By Rabbi Mordechai Young
Ah, the good memories of the ice-cream truck coming down the block. Good Humor had four ice-cream bars on a stick, and every once in a while you got the LUCKY stick. So sweet! You won a free ice cream on the spot!
This week’s parashah mentions the mitzvah of shiluach ha’kan, sending away the mother bird before taking the eggs or fledglings from her nest. Next, the Torah teaches the mitzvah of ma’akeh, putting a protective fence on a (flat) roof as a safety measure. Rashi teaches that if you did the mitzvah of sending away the mother bird, you will end up putting up a protective fence.
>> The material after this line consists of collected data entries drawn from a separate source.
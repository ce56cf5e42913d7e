//! Modelo de AuditLog
//!
//! Registro append-only de cada mutación. Nunca se actualiza ni se borra.

use chrono::{DateTime, Utc};
use serde::{Deserialize, Serialize};
use serde_json::Value;
use sqlx::{types::Json, FromRow};
use uuid::Uuid;

/// Acciones auditadas
#[derive(Debug, Clone, Copy, PartialEq, Eq)]
pub enum AuditAction {
    ClientCreated,
    ClientUpdated,
    ClientDeleted,
    VehicleCreated,
    VehicleUpdated,
    VehicleDeleted,
    VehicleTransferred,
    ServiceCreated,
    ServiceUpdated,
    ServiceStatusChanged,
    ServiceDeleted,
    ChecklistItemAdded,
    ChecklistItemToggled,
    ChecklistItemRemoved,
    TransactionCreated,
    TransactionUpdated,
    TransactionPaid,
    TransactionDeleted,
    UserInvited,
    UserRemoved,
}

impl AuditAction {
    pub fn as_str(&self) -> &'static str {
        match self {
            AuditAction::ClientCreated => "CLIENT_CREATED",
            AuditAction::ClientUpdated => "CLIENT_UPDATED",
            AuditAction::ClientDeleted => "CLIENT_DELETED",
            AuditAction::VehicleCreated => "VEHICLE_CREATED",
            AuditAction::VehicleUpdated => "VEHICLE_UPDATED",
            AuditAction::VehicleDeleted => "VEHICLE_DELETED",
            AuditAction::VehicleTransferred => "VEHICLE_TRANSFERRED",
            AuditAction::ServiceCreated => "SERVICE_CREATED",
            AuditAction::ServiceUpdated => "SERVICE_UPDATED",
            AuditAction::ServiceStatusChanged => "SERVICE_STATUS_CHANGED",
            AuditAction::ServiceDeleted => "SERVICE_DELETED",
            AuditAction::ChecklistItemAdded => "CHECKLIST_ITEM_ADDED",
            AuditAction::ChecklistItemToggled => "CHECKLIST_ITEM_TOGGLED",
            AuditAction::ChecklistItemRemoved => "CHECKLIST_ITEM_REMOVED",
            AuditAction::TransactionCreated => "TRANSACTION_CREATED",
            AuditAction::TransactionUpdated => "TRANSACTION_UPDATED",
            AuditAction::TransactionPaid => "TRANSACTION_PAID",
            AuditAction::TransactionDeleted => "TRANSACTION_DELETED",
            AuditAction::UserInvited => "USER_INVITED",
            AuditAction::UserRemoved => "USER_REMOVED",
        }
    }
}

/// Tipos de entidad auditados
#[derive(Debug, Clone, Copy, PartialEq, Eq)]
pub enum EntityType {
    Client,
    Vehicle,
    Service,
    ChecklistItem,
    Transaction,
    User,
}

impl EntityType {
    pub fn as_str(&self) -> &'static str {
        match self {
            EntityType::Client => "client",
            EntityType::Vehicle => "vehicle",
            EntityType::Service => "service",
            EntityType::ChecklistItem => "checklist_item",
            EntityType::Transaction => "transaction",
            EntityType::User => "user",
        }
    }
}

/// Entrada de auditoría - mapea a la tabla audit_logs
#[derive(Debug, Clone, Serialize, Deserialize, FromRow, PartialEq)]
pub struct AuditLog {
    pub id: Uuid,
    pub action: String,
    pub entity_type: String,
    pub entity_id: Uuid,
    pub user_id: Uuid,
    pub details: Json<Value>,
    pub created_at: DateTime<Utc>,
}

impl AuditLog {
    pub fn new(
        action: AuditAction,
        entity_type: EntityType,
        entity_id: Uuid,
        user_id: Uuid,
        details: Value,
    ) -> Self {
        Self {
            id: Uuid::new_v4(),
            action: action.as_str().to_string(),
            entity_type: entity_type.as_str().to_string(),
            entity_id,
            user_id,
            details: Json(details),
            created_at: Utc::now(),
        }
    }
}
As it states in Pirkei Avos 4:2, “mitzvah goreres mitzvah” — if you do one mitzvah it brings you another mitzvah.
This process continues to the following mitzvah of not mixing seeds in the vineyard, and goes on to other mitzvos it brings along the chain. Hashem is much more generous than Good Humor, as the lucky stick in your ice-cream bar only rewarded you with one more. Here, even the second mitzvah brings another mitzvah. The Da’as Zekeinim says Hashem will give a person a house in order for him to fulfill the mitzvah of ma’akeh. Wow! There are other mitzvos a person can do with his house—put up a mezuzah, host guests, open their house as a gathering place for chachamim. Why did the Torah pick ma’akeh as the mitzvah connected to a house? The Torah says that a “reward” for the one who sends away the mother bird is long life. So the Ba’al HaTurim explains that since a ma’akeh ensures safety, that is why it follows the mitzvah of sending away the mother bird.
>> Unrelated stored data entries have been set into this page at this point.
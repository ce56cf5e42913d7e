use std::sync::Arc;

use axum::body::Bytes;
use chrono::{NaiveDate, Utc};
use serde_json::json;
use tracing::{error, info, warn};
use uuid::Uuid;
use validator::Validate;

use crate::dto::client_dto::{ClientFilters, ClientRequest, ClientResponse};
use crate::dto::ApiResponse;
use crate::models::{Actor, AuditAction, Client, EntityType};
use crate::repositories::DataStore;
use crate::services::document_status::refresh_doc_status;
use crate::services::expiration_alerts;
use crate::services::storage_service::{avatar_path, image_extension, StorageBackend};
use crate::services::AuditService;
use crate::state::AppState;
use crate::utils::errors::{not_found_error, AppError};
use crate::utils::validation::{clean_optional, validate_tax_id, FieldErrors};

pub struct ClientController {
    store: Arc<dyn DataStore>,
    storage: Arc<dyn StorageBackend>,
    today: NaiveDate,
    alert_window_days: i64,
}

impl ClientController {
    pub fn new(state: &AppState) -> Self {
        Self {
            store: state.store.clone(),
            storage: state.storage.clone(),
            today: state.today(),
            alert_window_days: state.config.alert_window_days,
        }
    }

    fn to_response(&self, client: Client) -> ClientResponse {
        let license_alert =
            expiration_alerts::classify(client.license_expiration, self.today, self.alert_window_days);
        ClientResponse {
            client,
            license_alert,
        }
    }

    async fn find(&self, id: Uuid) -> Result<Client, AppError> {
        self.store
            .find_client(id)
            .await?
            .ok_or_else(|| not_found_error("Client", &id.to_string()))
    }

    pub async fn list(&self, filters: ClientFilters) -> Result<Vec<ClientResponse>, AppError> {
        let clients = self.store.list_clients(&filters).await?;
        Ok(clients.into_iter().map(|c| self.to_response(c)).collect())
    }

    pub async fn get_by_id(&self, id: Uuid) -> Result<ClientResponse, AppError> {
        let client = self.find(id).await?;
        Ok(self.to_response(client))
    }

    pub async fn create(
        &self,
        actor: &Actor,
        request: ClientRequest,
    ) -> Result<ApiResponse<ClientResponse>, AppError> {
        validate_request(&request)?;

        let mut client = Client::new(request.client_type);
        apply_request(&mut client, request);
        refresh_doc_status(&mut client);

        let client = self.store.upsert_client(&client).await?;
        info!("✅ Cliente creado: {} ({:?})", client.id, client.doc_status);

        AuditService::new(self.store.as_ref())
            .record(
                actor,
                AuditAction::ClientCreated,
                EntityType::Client,
                client.id,
                json!({ "name": client.display_name(), "doc_status": client.doc_status }),
            )
            .await?;

        Ok(ApiResponse::success_with_message(
            self.to_response(client),
            "Cliente criado com sucesso",
        ))
    }

    pub async fn update(
        &self,
        actor: &Actor,
        id: Uuid,
        request: ClientRequest,
    ) -> Result<ApiResponse<ClientResponse>, AppError> {
        validate_request(&request)?;

        let mut client = self.find(id).await?;
        let previous_status = client.doc_status;
        apply_request(&mut client, request);
        refresh_doc_status(&mut client);
        client.updated_at = Utc::now();

        let client = self.store.upsert_client(&client).await?;

        AuditService::new(self.store.as_ref())
            .record(
                actor,
                AuditAction::ClientUpdated,
                EntityType::Client,
                client.id,
                json!({ "doc_status_from": previous_status, "doc_status_to": client.doc_status }),
            )
            .await?;

        Ok(ApiResponse::success_with_message(
            self.to_response(client),
            "Cliente atualizado com sucesso",
        ))
    }

    pub async fn delete(&self, actor: &Actor, id: Uuid) -> Result<ApiResponse<()>, AppError> {
        let client = self.find(id).await?;
        if !self.store.delete_client(id).await? {
            return Err(not_found_error("Client", &id.to_string()));
        }
        info!("🗑️ Cliente eliminado: {}", id);

        if let Some(path) = client.avatar_url.as_deref().and_then(|url| self.storage.path_from_url(url)) {
            if let Err(e) = self.storage.delete(&path).await {
                warn!("⚠️ Avatar huérfano {}: {}", path, e);
            }
        }

        AuditService::new(self.store.as_ref())
            .record(
                actor,
                AuditAction::ClientDeleted,
                EntityType::Client,
                id,
                json!({ "name": client.display_name() }),
            )
            .await?;

        Ok(ApiResponse::message("Cliente excluído com sucesso"))
    }

    /// Sube el avatar y actualiza la fila. Si la fila no se puede actualizar
    /// se borra el archivo subido; si tampoco eso funciona, `PartialWorkflow`.
    pub async fn upload_avatar(
        &self,
        actor: &Actor,
        id: Uuid,
        content_type: &str,
        content: Bytes,
    ) -> Result<ApiResponse<ClientResponse>, AppError> {
        if content.is_empty() {
            return Err(AppError::BadRequest("Arquivo vazio".to_string()));
        }
        let extension = image_extension(content_type)?;
        let mut client = self.find(id).await?;

        let path = avatar_path(client.id, extension);
        let url = self.storage.upload(&path, content, content_type).await?;

        let previous = client.avatar_url.replace(url);
        client.updated_at = Utc::now();

        let client = match self.store.upsert_client(&client).await {
            Ok(saved) => saved,
            Err(e) => {
                error!("❌ No se pudo guardar el avatar de {}: {}", id, e);
                if let Err(cleanup) = self.storage.delete(&path).await {
                    return Err(AppError::PartialWorkflow(format!(
                        "Avatar subido en '{}' pero el cliente no se actualizó ({}) y el archivo no pudo borrarse ({})",
                        path, e, cleanup
                    )));
                }
                return Err(e);
            }
        };

        if let Some(old_path) = previous.as_deref().and_then(|url| self.storage.path_from_url(url)) {
            if let Err(e) = self.storage.delete(&old_path).await {
                warn!("⚠️ Avatar anterior huérfano {}: {}", old_path, e);
            }
        }

        AuditService::new(self.store.as_ref())
            .record(
                actor,
                AuditAction::ClientUpdated,
                EntityType::Client,
                client.id,
                json!({ "avatar_url": client.avatar_url }),
            )
            .await?;

        Ok(ApiResponse::success_with_message(
            self.to_response(client),
            "Foto atualizada com sucesso",
        ))
    }
}

fn validate_request(request: &ClientRequest) -> Result<(), AppError> {
    request.validate()?;

    let mut errors = FieldErrors::new();
    if let Some(tax_id) = request.tax_id.as_deref().map(str::trim).filter(|t| !t.is_empty()) {
        errors.check("tax_id", validate_tax_id(tax_id));
    }
    errors.finish()
}

/// El formulario envía el registro completo: cada campo se reemplaza
fn apply_request(client: &mut Client, request: ClientRequest) {
    client.client_type = request.client_type;
    client.name = clean_optional(request.name);
    client.tax_id = clean_optional(request.tax_id);
    client.email = clean_optional(request.email);
    client.phone = clean_optional(request.phone);
    client.secondary_phone = clean_optional(request.secondary_phone);
    client.zip_code = clean_optional(request.zip_code);
    client.street = clean_optional(request.street);
    client.number = clean_optional(request.number);
    client.complement = clean_optional(request.complement);
    client.neighborhood = clean_optional(request.neighborhood);
    client.city = clean_optional(request.city);
    client.state = clean_optional(request.state).map(|s| s.to_uppercase());
    client.rg = clean_optional(request.rg);
    client.birth_date = request.birth_date;
    client.marital_status = clean_optional(request.marital_status);
    client.profession = clean_optional(request.profession);
    client.license_number = clean_optional(request.license_number);
    client.license_expiration = request.license_expiration;
    client.trade_name = clean_optional(request.trade_name);
    client.contact_name = clean_optional(request.contact_name);
    client.state_registration = clean_optional(request.state_registration);
    client.notes = clean_optional(request.notes);
}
The Gur Aryeh explains the connection between the two mitzvos as an establishment of settlement. The mother bird will make another nest. If it wasn’t sent away, it is destructive and viewed as if destroying a species. The Gur Aryeh, explained in the footnotes, holds that when a mitzvah is done, the mitzvah that follows is similar to the original mitzvah. That is so interesting; why should the second mitzvah be similar to the first? At the end of Makkos, Rabbi Chananya ben Akashya says Hashem wanted to give us merit; therefore, He gave us Torah and mitzvos in abundance. The Rambam explains this Mishnah with an amazing idea. An important rule of the Torah is that in order to merit olam ha’ba, a person must do one mitzvah with 100% devotion to Hashem. Therefore, we have so many mitzvos in order to facilitate our proper performance of a mitzvah. According to this Rambam, it’s possible to answer that the reason the second mitzvah is similar to the original one is to help us get to perfection by doing a similar mitzvah; the practice will help us improve on it.
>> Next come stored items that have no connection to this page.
//! Middleware de autenticación JWT
//!
//! Verifica el token del servicio de Auth e inyecta el `Actor` en las
//! extensions de la request. Los handlers lo extraen con `Extension<Actor>`.

use axum::{
    extract::{Request, State},
    http::header,
    middleware::Next,
    response::Response,
};
use tracing::debug;

use crate::state::AppState;
use crate::utils::errors::AppError;
use crate::utils::jwt::{bearer_token, verify_token};

pub async fn require_auth(
    State(state): State<AppState>,
    mut request: Request,
    next: Next,
) -> Result<Response, AppError> {
    let token = request
        .headers()
        .get(header::AUTHORIZATION)
        .and_then(|value| value.to_str().ok())
        .and_then(bearer_token)
        .ok_or_else(|| AppError::Unauthorized("Token de autorización requerido".to_string()))?;

    let claims = verify_token(
        token,
        &state.config.jwt_secret,
        state.config.jwt_audience.as_deref(),
    )?;
    let actor = claims.actor()?;

    debug!("🔐 {} {} por {}", request.method(), request.uri().path(), actor.user_id);
    request.extensions_mut().insert(actor);

    Ok(next.run(request).await)
}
The Rambam discusses a very interesting idea. Is it better to give a lot of tzedakah at once or give a little every day? Let’s say Yosef has $100 he wants to give. The Rambam says it is better for Yosef to give a dollar a day for 100 days. That way he is building in himself this trait to give. This is as opposed to giving all the money at once, which doesn’t have as great an impact on Yosef. We could add that the Rambam is also saying to give a dollar a day because then he has a greater chance of giving the tzedakah with perfection. If he gave all the money at once, maybe he was in a bad mood or maybe he felt haughty as he gave it, which would detract from the good deed. By giving tzedakah 100 times, he has a great chance that one of those times he will give with the correct intention and earn himself the portion in olam ha’ba.
Let us remember that Hashem made an awesome deal for us: Do a mitzvah and it keeps bringing mitzvos. We hope the practice will make it perfect.